MOSS Enterprise Search - 16 things you might not know

Hello everybody \o/ - a few bits and pieces you might find useful when designing and deploying Enterprise Search based on Office SharePoint Server 2007 - most of these tips can be credited to some Partner training delivered by Morten Schioldan.

Really interesting things

  • On document libraries which support approval, users might be able to search and view abstracts for unpublished content which they would otherwise not be able to see. This happens if the crawler account has permission to view drafts, which is separate from any security trimming which will be applied. Using an account with only reader permissions would prevent this, but conversely a user with rights to see draft content could only search content from the last published version. Since the files share a URL it's either one or the other - a decision to be made by your customer.
  • Keyword search has moved from implicit OR to implicit AND as standard, although this can be configured on calls through the web service. Additionally, Nigel Bridport pointed out to me that if you use the Advanced Search, which in effect creates a SQL query, you can specify to AND or OR your requests as well as wildcard your keywords, etc.
  • Only a full crawl will re-index ASPX files. Therefore, if you have removed documents from a document library, the library may still appear in the results if you search for the document name after an incremental crawl. Graham Tyler spotted this one.

Capacity

  • There is a tested recommended maximum of 4 SSPs per farm, and a hard limit of 20.
  • The tested recommended maximum is 50 million documents across all content sources in an index. Since you can have only one index server per Shared Services Provider, the recommended approach for more capacity is to add another SSP. There is no supported way to union the results. Don't forget BDC items count to your total.
  • There is a hard limit of 500 start addresses per content source. If the default content source is full, additional new sites will not have their start addresses registered (anywhere), so you'll need to add them manually to another content source, or change the default content source.
  • Information about the size of search indexes and search databases relative to corpus size is due to be released on Technet shortly.

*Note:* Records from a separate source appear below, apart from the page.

// Copyright (c) 2024-2026 Martin Schröder <info@swedishembedded.com>
//
// SPDX-License-Identifier: MIT
use std::sync::atomic::{AtomicI64, Ordering};

use async_trait::async_trait;

use skriv_chat::{BotError, BotPort, MessageHandle, SendOptions};

/// Development transport: outbound messages go to stdout.
///
/// Useful for driving the core from a terminal; the production chat
/// transport implements the same port out of tree.
#[derive(Default)]
pub struct ConsoleBot {
    next_id: AtomicI64,
}

#[async_trait]
impl BotPort for ConsoleBot {
    async fn send_message(
        &self,
        chat_id: i64,
        text: &str,
        _opts: &SendOptions,
    ) -> Result<MessageHandle, BotError> {
        let message_id = self.next_id.fetch_add(1, Ordering::SeqCst);
        println!("[chat {chat_id} msg {message_id}] {text}");
        Ok(MessageHandle {
            chat_id,
            message_id,
        })
    }

    async fn edit_message(
        &self,
        handle: &MessageHandle,
        text: &str,
        _opts: &SendOptions,
    ) -> Result<(), BotError> {
        println!(
            "[chat {} msg {} edited] {text}",
            handle.chat_id, handle.message_id
        );
        Ok(())
    }

    async fn delete_message(&self, handle: &MessageHandle) -> Result<(), BotError> {
        println!(
            "[chat {} msg {} deleted]",
            handle.chat_id, handle.message_id
        );
        Ok(())
    }
}
// Copyright (c) 2024-2026 Martin Schröder <info@swedishembedded.com>
//
// SPDX-License-Identifier: MIT
use std::time::Duration;

use async_trait::async_trait;

/// Identifies a delivered message so it can later be edited or deleted.
#[derive(Debug, Clone, PartialEq, Eq)]
pub struct MessageHandle {
    pub chat_id: i64,
    pub message_id: i64,
}

/// Formatting and behaviour flags for an outbound message.
#[derive(Debug, Clone, Default)]
pub struct SendOptions {
    /// Transport-specific parse mode, e.g. "Markdown"
    pub parse_mode: Option<String>,
    pub disable_notification: bool,
}

/// Failures surfaced by the concrete transport.
///
/// The retry wrapper keys off [`BotError::is_retryable`]: transient
/// transport trouble and rate limiting are retried with backoff, everything
/// else short-circuits.
#[derive(Debug, thiserror::Error)]
pub enum BotError {
    #[error("transport error: {0}")]
    Transport(String),
    #[error("rate limited by remote{}", retry_after.map(|d| format!(", retry after {d:?}")).unwrap_or_default())]
    RateLimited { retry_after: Option<Duration> },
    #[error("message not found")]
    NotFound,
    #[error("permanent delivery failure: {0}")]
    Permanent(String),
}

impl BotError {
    pub fn is_retryable(&self) -> bool {
        matches!(self, BotError::Transport(_) | BotError::RateLimited { .. })
    }
}

/// The outbound half of the chat transport.
///
/// Implementations wrap a concrete chat API; the core only ever talks to
/// the [`crate::Outbound`] wrapper, which layers throttling and retry on
/// top of this port.
#[async_trait]
pub trait BotPort: Send + Sync {
    async fn send_message(
        &self,
        chat_id: i64,
        text: &str,
        opts: &SendOptions,
    ) -> Result<MessageHandle, BotError>;

    async fn edit_message(
        &self,
        handle: &MessageHandle,
        text: &str,
        opts: &SendOptions,
    ) -> Result<(), BotError>;

    async fn delete_message(&self, handle: &MessageHandle) -> Result<(), BotError>;
}

// ─── Unit tests ──────────────────────────────────────────────────────────────

#[cfg(test)]
mod tests {
    use super::*;

    #[test]
    fn transport_and_rate_limit_are_retryable() {
        assert!(BotError::Transport("conn reset".into()).is_retryable());
        assert!(BotError::RateLimited { retry_after: None }.is_retryable());
    }

    #[test]
    fn not_found_and_permanent_are_not() {
        assert!(!BotError::NotFound.is_retryable());
        assert!(!BotError::Permanent("blocked".into()).is_retryable());
    }
}
// Copyright (c) 2024-2026 Martin Schröder <info@swedishembedded.com>
//
// SPDX-License-Identifier: MIT
use std::path::{Path, PathBuf};
use std::sync::Arc;

use skriv_events::{Event, EventBus, KbChange, KbChangeKind};

use crate::changes::KbChangesTracker;
use crate::sandbox::{resolve_sandboxed, SandboxError};

/// Per-task execution context handed to every tool invocation.
///
/// Carries the identity scope (user, KB, task), the sandbox policy, the
/// event publisher port and the change tracker.  Tools never reach for
/// globals — everything they may touch flows through here.
#[derive(Clone)]
pub struct ToolContext {
    pub user_id: i64,
    pub kb_id: String,
    pub kb_root: PathBuf,
    /// Restrict path resolution to `<kb_root>/topics`
    pub topics_only: bool,
    pub task_id: String,
    bus: Arc<EventBus>,
    changes: Arc<KbChangesTracker>,
}

impl ToolContext {
    pub fn new(
        user_id: i64,
        kb_id: impl Into<String>,
        kb_root: impl Into<PathBuf>,
        topics_only: bool,
        task_id: impl Into<String>,
        bus: Arc<EventBus>,
    ) -> Self {
        Self {
            user_id,
            kb_id: kb_id.into(),
            kb_root: kb_root.into(),
            topics_only,
            task_id: task_id.into(),
            bus,
            changes: Arc::new(KbChangesTracker::new()),
        }
    }

    /// Resolve a tool path argument through the sandbox.
    pub fn resolve(&self, raw: &str) -> Result<PathBuf, SandboxError> {
        resolve_sandboxed(&self.kb_root, self.topics_only, raw)
    }

    /// Resolve with the topics restriction lifted, for read-only tools that
    /// may look at `index.md` and other root-level files.
    pub fn resolve_for_read(&self, raw: &str) -> Result<PathBuf, SandboxError> {
        resolve_sandboxed(&self.kb_root, false, raw)
    }

    /// Record a successful mutation and publish the matching event.
    ///
    /// `path` is absolute (as returned by [`Self::resolve`]); it is stored
    /// KB-relative so summaries and events are stable across hosts.
    pub fn record_change(&self, kind: KbChangeKind, path: &Path, source: &str) {
        self.record_change_inner(kind, path, None, source);
    }

    pub fn record_move(&self, kind: KbChangeKind, from: &Path, to: &Path, source: &str) {
        self.record_change_inner(kind, from, Some(to), source);
    }

    fn record_change_inner(
        &self,
        kind: KbChangeKind,
        path: &Path,
        moved_to: Option<&Path>,
        source: &str,
    ) {
        let rel = self.relative(path);
        let change = match moved_to {
            Some(to) => KbChange::moved(kind, rel, self.relative(to)),
            None => KbChange::new(kind, rel),
        };
        self.changes.record(change.clone());
        self.bus.publish(&Event::KbChanged {
            user_id: self.user_id,
            kb_id: self.kb_id.clone(),
            change,
            source: source.to_string(),
        });
    }

    /// Publish a non-change event (agent lifecycle, tool telemetry).
    pub fn publish(&self, event: &Event) {
        self.bus.publish(event);
    }

    pub fn changes(&self) -> &KbChangesTracker {
        &self.changes
    }

    fn relative(&self, path: &Path) -> PathBuf {
        path.strip_prefix(&self.kb_root)
            .map(Path::to_path_buf)
            .unwrap_or_else(|_| path.to_path_buf())
    }
}

// ─── Unit tests ──────────────────────────────────────────────────────────────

Configuration and topology

  • Since the Indexer crawls a Web Front End for SharePoint content, in a load balanced scenario, any of the Web Front End servers could get hit. You can override this and specify a single WFE for the Indexer to use. In this case, you could exclude this from the load balancer and have it as a dedicated WFE for indexing.
  • Query and Index roles can run on the same server. However, to add extra Query servers, the Indexer must run alone. E.g. you would scale out from Query+Index on one server to Index on one server and Query on two servers.
  • Collapsing your WFE and Query roles onto the same server can improve query performance, especially when custom security trimmers are used on the WFEs to iterate over the results.
  • Architectures can be mixed between roles (e.g. 32bit WFE, 64bit Indexer) but not in the same role.
  • 64bit is recommended for the Indexer, but most custom IFilters, like Adobe PDF, don't support this new platform just yet.

Crawling and Querying

  • The default maximum file size the Indexer will download and parse is 16mb. This is a registry entry on the Indexer - one to update if customers deal with large PowerPoint slidedecks etc.
  • Search term word stemming is off by default. You can enable this in the Core Search Results web part, but it may skew the new improved ranking mechanism.
  • Search usage reports gather data from client side asynchronous JavaScript when a user selects a result from the results page. Therefore, reports don't show search terms used through the API or the Query Web Service.
  • It's kind-of obvious, but forms authentication to external websites is not supported for crawling.